Exercise directions:
Copy, in full, each line of the material that holds the word "step".

◇ ◇ ◇ ◇ ◇

//! Pipeline coherence tests against a live Postgres.
//!
//! Point `DATABASE_URL` at a scratch database and run
//! `cargo test -p custodiad -- --ignored`.

use alloy_primitives::keccak256;
use custodia_primitives::{DispatchStatus, KeyPair, OtxType};
use custodia_queue::{InsertOpts, Queue};
use custodia_store::{NewOtx, Pg};
use serde_json::json;
use uuid::Uuid;

async fn connect() -> (Pg, Queue) {
    let dsn = std::env::var("DATABASE_URL").expect("DATABASE_URL must point at a scratch db");
    let store = Pg::connect(&dsn, 10).await.expect("connect and migrate");
    let mut tx = store.begin().await.unwrap();
    Queue::migrate(&mut tx).await.unwrap();
    tx.commit().await.unwrap();
    (store.clone(), Queue::new(store.pool().clone()))
}

/// Ledger rows and the dispatch job of one intent step become visible
/// atomically or not at all.
#[tokio::test]
#[ignore = "requires a live postgres"]
async fn otx_dispatch_and_job_commit_together() {
    let (store, queue) = connect().await;
    let account = KeyPair::generate().public_address;
    let tracking_id = Uuid::new_v4();

    // Stage a full intent step, then abort before commit.
    {
        let mut tx = store.begin().await.unwrap();
        let nonce = store.acquire_nonce(&mut tx, account).await.unwrap();
        let otx_id = store
            .insert_otx(
                &mut tx,
                &NewOtx {
                    tracking_id,
                    otx_type: OtxType::TokenTransfer,
                    signer_account: account,
                    raw_tx: "0x02deadbeef".into(),
                    tx_hash: keccak256(tracking_id.as_bytes()),
                    nonce,
                },
            )
            .await
            .unwrap();
        store.insert_dispatch(&mut tx, otx_id, DispatchStatus::Pending).await.unwrap();
        queue
            .insert_tx(&mut tx, "DISPATCH", &json!({ "otxId": otx_id }), InsertOpts::default())
            .await
            .unwrap();
        drop(tx); // rollback
    }

    let mut tx = store.begin().await.unwrap();
    assert!(store.get_otx_by_tracking_id(&mut tx, tracking_id).await.unwrap().is_empty());
    assert_eq!(store.peek_nonce(&mut tx, account).await.unwrap(), 0);
    drop(tx);
    assert!(queue.fetch_next().await.unwrap().is_none());
}

/// Lower priorities drain first; ties drain in insertion order.
#[tokio::test]
#[ignore = "requires a live postgres"]
async fn queue_drains_by_priority_then_fifo() {
    let (store, queue) = connect().await;

    let mut tx = store.begin().await.unwrap();
    for (marker, priority) in [("late", 4), ("first", 1), ("second", 1), ("mid", 2)] {
        queue
            .insert_tx(
                &mut tx,
                "ORDERING_PROBE",
                &json!({ "marker": marker }),
                InsertOpts::priority(priority),
            )
            .await
            .unwrap();
    }
    tx.commit().await.unwrap();

    let mut drained = Vec::new();
    while let Some(job) = queue.fetch_next().await.unwrap() {
        // Other tests may share the scratch database; only track our probes.
        if job.kind == "ORDERING_PROBE" {
            drained.push(job.args["marker"].as_str().unwrap().to_string());
        }
        queue.complete_job(job.id).await.unwrap();
    }
    assert_eq!(drained, ["first", "second", "mid", "late"]);
}

/// A failed job retries with backoff until its attempt budget is spent.
#[tokio::test]
#[ignore = "requires a live postgres"]
async fn failed_jobs_retry_then_discard() {
    let (_store, queue) = connect().await;

    queue
        .insert("RETRY_PROBE", &json!({}), InsertOpts::default().max_attempts(2))
        .await
        .unwrap();

    let job = queue.fetch_next().await.unwrap().expect("first attempt");
    assert_eq!(job.attempt, 1);
    queue.retry_job(&job, "simulated failure").await.unwrap();

    // The retry is parked behind its backoff, not immediately fetchable.
    assert!(queue.fetch_next().await.unwrap().is_none());
}
//! A durable job queue backed by the same Postgres instance as the ledger.
//!
//! Jobs enqueued with [Queue::insert_tx] become visible atomically with the
//! ledger rows written in the same transaction; the queue is therefore the
//! source of truth for in-flight work and survives process restarts. Jobs
//! drain in ascending priority order (FIFO within a priority), retry with
//! exponential backoff up to their attempt budget, and can be cancelled
//! permanently by their handler.

#![cfg_attr(docsrs, feature(doc_cfg, doc_auto_cfg))]

mod job;
pub use job::{InsertOpts, Job, JobOutcome, JobSpec};

mod queue;
pub use queue::{Queue, QueueError};

mod runner;
pub use runner::{JobHandler, PeriodicJob, Runner};
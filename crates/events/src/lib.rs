//! JetStream event plumbing.
//!
//! [EventPub] publishes every origin-transaction status transition on
//! `CUSTODIAL.<trackingId>`; [EventSub] is a durable pull consumer on
//! `TRACKER.*` that reconciles chain confirmations back onto the ledger and
//! activates accounts once their registration lands.

#![cfg_attr(docsrs, feature(doc_cfg, doc_auto_cfg))]

use async_nats::jetstream;
use thiserror::Error;

mod publisher;
pub use publisher::EventPub;

mod subscriber;
pub use subscriber::{EventSub, TrackerEvent};

/// An error from the event plumbing.
#[derive(Error, Debug)]
pub enum EventsError {
    /// The NATS endpoint could not be reached.
    #[error("connecting to nats: {0}")]
    Connect(#[from] async_nats::ConnectError),
    /// The outbound stream could not be created.
    #[error("stream setup: {0}")]
    CreateStream(#[from] jetstream::context::CreateStreamError),
    /// The inbound stream is missing.
    #[error("stream lookup: {0}")]
    GetStream(#[from] jetstream::context::GetStreamError),
    /// The durable consumer could not be created.
    #[error("consumer setup: {0}")]
    Consumer(#[from] jetstream::stream::ConsumerError),
    /// The consumer message iterator could not be opened.
    #[error("consumer stream: {0}")]
    ConsumerStream(#[from] jetstream::consumer::StreamError),
    /// An outbound publish was rejected.
    #[error("publish: {0}")]
    Publish(#[from] jetstream::context::PublishError),
    /// An event payload failed to (de)serialize.
    #[error(transparent)]
    Serde(#[from] serde_json::Error),
    /// A tracker payload carried malformed data.
    #[error("malformed tracker payload: {0}")]
    Payload(String),
    /// Reconciling an event against the ledger failed.
    #[error(transparent)]
    Store(#[from] custodia_store::StoreError),
}

/// Connects to NATS and returns a JetStream context.
pub async fn connect(url: &str) -> Result<jetstream::Context, EventsError> {
    let client = async_nats::connect(url).await?;
    Ok(jetstream::new(client))
}
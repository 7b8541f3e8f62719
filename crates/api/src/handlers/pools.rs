//! Pool quote, swap and deposit.

use super::{ensure_active_account, ensure_allowed_token};
use crate::{ApiError, AppState, AuthClaims, ChecksumAddress, OkResponse};
use actix_web::{web, HttpResponse};
use custodia_chain::abi;
use custodia_primitives::parse_amount;
use custodia_queue::InsertOpts;
use custodia_workers::{kind, PoolDepositArgs, PoolSwapArgs};
use serde::Deserialize;
use serde_json::json;
use uuid::Uuid;

#[derive(Debug, Deserialize)]
#[serde(rename_all = "camelCase")]
pub(crate) struct QuoteRequest {
    from_token_address: ChecksumAddress,
    to_token_address: ChecksumAddress,
    pool_address: ChecksumAddress,
    amount: String,
}

/// `POST /pool/quote`: synchronous swap quote; no origin transaction is
/// created.
pub(crate) async fn pool_quote(
    state: web::Data<AppState>,
    _claims: AuthClaims,
    body: web::Json<QuoteRequest>,
) -> Result<HttpResponse, ApiError> {
    let req = body.into_inner();
    let amount = parse_amount(&req.amount).map_err(|e| ApiError::Validation(e.to_string()))?;

    let quoter = state.chain.call_function(*req.pool_address, abi::quoterCall {}).await?._0;
    let out_value = state
        .chain
        .call_function(
            quoter,
            abi::valueForCall {
                outToken: *req.to_token_address,
                inToken: *req.from_token_address,
                value: amount,
            },
        )
        .await?
        ._0;

    Ok(HttpResponse::Ok().json(OkResponse::new(
        "Pool quote",
        json!({
            "outValue": out_value.to_string(),
            "includesFeesDeduction": false,
        }),
    )))
}

#[derive(Debug, Deserialize)]
#[serde(rename_all = "camelCase")]
pub(crate) struct SwapRequest {
    from: ChecksumAddress,
    from_token_address: ChecksumAddress,
    to_token_address: ChecksumAddress,
    pool_address: ChecksumAddress,
    amount: String,
}

/// `POST /pool/swap`: queues the approval dance and swap sequence.
pub(crate) async fn pool_swap(
    state: web::Data<AppState>,
    _claims: AuthClaims,
    body: web::Json<SwapRequest>,
) -> Result<HttpResponse, ApiError> {
    let req = body.into_inner();
    let amount = parse_amount(&req.amount).map_err(|e| ApiError::Validation(e.to_string()))?;
    if amount.is_zero() {
        return Err(ApiError::Validation("amount must be greater than zero".into()));
    }
    ensure_allowed_token(&state, &req.from_token_address)?;
    ensure_allowed_token(&state, &req.to_token_address)?;

    let mut tx = state.store.begin().await?;
    ensure_active_account(&state, &mut tx, req.from).await?;

    let tracking_id = Uuid::new_v4();
    state
        .queue
        .insert_tx(
            &mut tx,
            kind::POOL_SWAP,
            &PoolSwapArgs {
                tracking_id,
                from: *req.from,
                from_token_address: *req.from_token_address,
                to_token_address: *req.to_token_address,
                pool_address: *req.pool_address,
                amount: req.amount,
            },
            InsertOpts::default(),
        )
        .await?;
    tx.commit().await.map_err(custodia_store::StoreError::from)?;

    Ok(HttpResponse::Ok().json(OkResponse::new(
        "Pool swap request successfully created",
        json!({ "trackingId": tracking_id }),
    )))
}

#[derive(Debug, Deserialize)]
#[serde(rename_all = "camelCase")]
pub(crate) struct DepositRequest {
    from: ChecksumAddress,
    token_address: ChecksumAddress,
    pool_address: ChecksumAddress,
    amount: String,
}

/// `POST /pool/deposit`: queues the approval dance and deposit sequence.
pub(crate) async fn pool_deposit(
    state: web::Data<AppState>,
    _claims: AuthClaims,
    body: web::Json<DepositRequest>,
) -> Result<HttpResponse, ApiError> {
    let req = body.into_inner();
    let amount = parse_amount(&req.amount).map_err(|e| ApiError::Validation(e.to_string()))?;
    if amount.is_zero() {
        return Err(ApiError::Validation("amount must be greater than zero".into()));
    }
    ensure_allowed_token(&state, &req.token_address)?;

    let mut tx = state.store.begin().await?;
    ensure_active_account(&state, &mut tx, req.from).await?;

    let tracking_id = Uuid::new_v4();
    state
        .queue
        .insert_tx(
            &mut tx,
            kind::POOL_DEPOSIT,
            &PoolDepositArgs {
                tracking_id,
                from: *req.from,
                token_address: *req.token_address,
                pool_address: *req.pool_address,
                amount: req.amount,
            },
            InsertOpts::default(),
        )
        .await?;
    tx.commit().await.map_err(custodia_store::StoreError::from)?;

    Ok(HttpResponse::Ok().json(OkResponse::new(
        "Pool deposit request successfully created",
        json!({ "trackingId": tracking_id }),
    )))
}
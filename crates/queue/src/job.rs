//! Job records and insertion options.

use crate::QueueError;
use chrono::{DateTime, Utc};
use serde::Serialize;
use serde_json::Value;

/// Default attempt budget before a job is discarded.
pub(crate) const DEFAULT_MAX_ATTEMPTS: i32 = 3;

/// Default drain priority; lower drains first.
pub(crate) const DEFAULT_PRIORITY: i16 = 1;

/// A fetched, running job as handed to its handler.
#[derive(Debug, Clone)]
pub struct Job {
    /// Queue row id.
    pub id: u64,
    /// Handler discriminator.
    pub kind: String,
    /// Kind-specific argument payload.
    pub args: Value,
    /// Drain priority the job was enqueued with.
    pub priority: i16,
    /// 1-based attempt counter, including the current attempt.
    pub attempt: i32,
    /// Attempt budget.
    pub max_attempts: i32,
}

impl Job {
    /// Deserializes the argument payload into the handler's typed args.
    pub fn decode_args<T: serde::de::DeserializeOwned>(&self) -> Result<T, QueueError> {
        Ok(serde_json::from_value(self.args.clone())?)
    }
}

/// What a handler decided about a finished job.
#[derive(Debug)]
pub enum JobOutcome {
    /// The job is done; mark completed.
    Complete,
    /// Terminate the job permanently without further retries.
    Cancel(String),
}

/// Per-job insertion options.
#[derive(Debug, Clone)]
pub struct InsertOpts {
    /// Drain priority; lower runs first, ties break FIFO.
    pub priority: i16,
    /// Attempt budget before the job is discarded.
    pub max_attempts: i32,
    /// Earliest time the job may be fetched. `None` means immediately.
    pub scheduled_at: Option<DateTime<Utc>>,
}

impl Default for InsertOpts {
    fn default() -> Self {
        Self { priority: DEFAULT_PRIORITY, max_attempts: DEFAULT_MAX_ATTEMPTS, scheduled_at: None }
    }
}

impl InsertOpts {
    /// Options with a custom priority.
    pub fn priority(priority: i16) -> Self {
        Self { priority, ..Self::default() }
    }

    /// Caps the attempt budget.
    pub fn max_attempts(mut self, max_attempts: i32) -> Self {
        self.max_attempts = max_attempts;
        self
    }
}

/// One entry of a multi-job transactional insert.
#[derive(Debug, Clone)]
pub struct JobSpec {
    /// Handler discriminator.
    pub kind: &'static str,
    /// Kind-specific argument payload.
    pub args: Value,
    /// Insertion options.
    pub opts: InsertOpts,
}

impl JobSpec {
    /// Builds a spec from typed handler args.
    pub fn new<T: Serialize>(
        kind: &'static str,
        args: &T,
        opts: InsertOpts,
    ) -> Result<Self, QueueError> {
        Ok(Self { kind, args: serde_json::to_value(args)?, opts })
    }
}
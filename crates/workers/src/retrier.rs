//! Chain-error recovery.

use crate::{gas_refill::GasRefillArgs, kind, WorkerContainer};
use anyhow::Result;
use async_trait::async_trait;
use custodia_chain::{replacement_for, sign_execution_tx};
use custodia_primitives::{DispatchStatus, Otx};
use custodia_queue::{InsertOpts, Job, JobHandler, JobOutcome};
use custodia_store::NewOtx;
use serde::{Deserialize, Serialize};
use std::sync::Arc;
use tracing::{debug, error, warn};
use uuid::Uuid;

/// Payload of a [kind::RETRIER] job.
#[derive(Debug, Clone, Serialize, Deserialize)]
#[serde(rename_all = "camelCase")]
pub struct RetrierArgs {
    /// The intent whose sequence hit a chain error.
    pub tracking_id: Uuid,
}

/// Walks an intent's origin transactions in ascending nonce order and
/// recovers the chain-error statuses at the head of the sequence.
///
/// `NO_GAS` requests a master-signed top-up and leaves the transaction for a
/// later pass; the underpriced statuses re-sign a 15% fee-bumped replacement
/// under the same nonce; `LOW_NONCE` is fatal and only surfaced. The walk
/// stops at the first status that is not a chain error.
#[derive(Debug)]
pub struct RetrierWorker {
    wc: Arc<WorkerContainer>,
}

impl RetrierWorker {
    /// Creates the handler.
    pub const fn new(wc: Arc<WorkerContainer>) -> Self {
        Self { wc }
    }

    async fn reissue_bumped(
        &self,
        tx: &mut custodia_store::PgTx,
        tracking_id: Uuid,
        otx: &Otx,
    ) -> Result<()> {
        let replacement = replacement_for(&otx.raw_tx)?;
        let keypair = self.wc.store.load_keypair(&mut *tx, otx.signer_account).await?;
        let signer = keypair.signer()?;
        let signed = sign_execution_tx(
            &signer,
            self.wc.chain.chain_id(),
            replacement.to,
            replacement.input.clone(),
            replacement.value,
            &replacement.gas(),
            replacement.nonce,
        )?;

        // History is preserved: the stuck transaction stays on the ledger
        // flagged replaced, the bumped one gets a fresh row.
        self.wc.store.mark_replaced(&mut *tx, otx.id).await?;
        let otx_id = self
            .wc
            .store
            .insert_otx(
                &mut *tx,
                &NewOtx {
                    tracking_id,
                    otx_type: otx.otx_type,
                    signer_account: otx.signer_account,
                    raw_tx: signed.raw_hex.clone(),
                    tx_hash: signed.tx_hash,
                    nonce: signed.nonce,
                },
            )
            .await?;
        self.wc.store.insert_dispatch(&mut *tx, otx_id, DispatchStatus::Pending).await?;
        self.wc.emit(tracking_id, DispatchStatus::Pending).await;

        self.wc
            .queue
            .insert_tx(
                &mut *tx,
                kind::DISPATCH,
                &crate::DispatchArgs { tracking_id, otx_id, raw_tx: signed.raw_hex },
                InsertOpts::priority(1),
            )
            .await?;
        Ok(())
    }
}

#[async_trait]
impl JobHandler for RetrierWorker {
    fn kind(&self) -> &'static str {
        kind::RETRIER
    }

    async fn run(&self, job: Job) -> Result<JobOutcome> {
        let args: RetrierArgs = job.decode_args()?;

        let mut tx = self.wc.store.begin().await?;
        let sequence =
            self.wc.store.get_otx_by_tracking_id(&mut tx, args.tracking_id).await?;
        if sequence.is_empty() {
            return Ok(JobOutcome::Cancel(format!(
                "no otx found for tracking id {}",
                args.tracking_id
            )));
        }

        for otx in sequence.iter().filter(|otx| !otx.replaced) {
            if !otx.status.is_chain_error() {
                debug!(
                    target: "worker",
                    otx_id = otx.id,
                    status = %otx.status,
                    "retrier stopping at non-chain-error status"
                );
                break;
            }

            match otx.status {
                DispatchStatus::NoGas => {
                    warn!(
                        target: "worker",
                        account = %otx.signer_account,
                        "dispatch ran out of gas, requesting top-up"
                    );
                    self.wc
                        .queue
                        .insert_tx(
                            &mut tx,
                            kind::GAS_REFILL,
                            &GasRefillArgs {
                                tracking_id: args.tracking_id,
                                address: otx.signer_account,
                            },
                            InsertOpts::default(),
                        )
                        .await?;
                }
                DispatchStatus::LowGasPrice | DispatchStatus::ReplacementUnderpriced => {
                    warn!(
                        target: "worker",
                        account = %otx.signer_account,
                        reason = %otx.status,
                        "dispatch underpriced, re-issuing with bumped fee cap"
                    );
                    self.reissue_bumped(&mut tx, args.tracking_id, otx).await?;
                }
                DispatchStatus::LowNonce => {
                    error!(
                        target: "worker",
                        account = %otx.signer_account,
                        otx_id = otx.id,
                        "nonce already consumed on chain; not replaying"
                    );
                }
                // is_chain_error admits exactly the arms above.
                _ => {}
            }
        }

        tx.commit().await?;
        Ok(JobOutcome::Complete)
    }
}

◇ ◇ ◇ ◇ ◇

Result of the exercise:
/// Ledger rows and the dispatch job of one intent step become visible
    // Stage a full intent step, then abort before commit.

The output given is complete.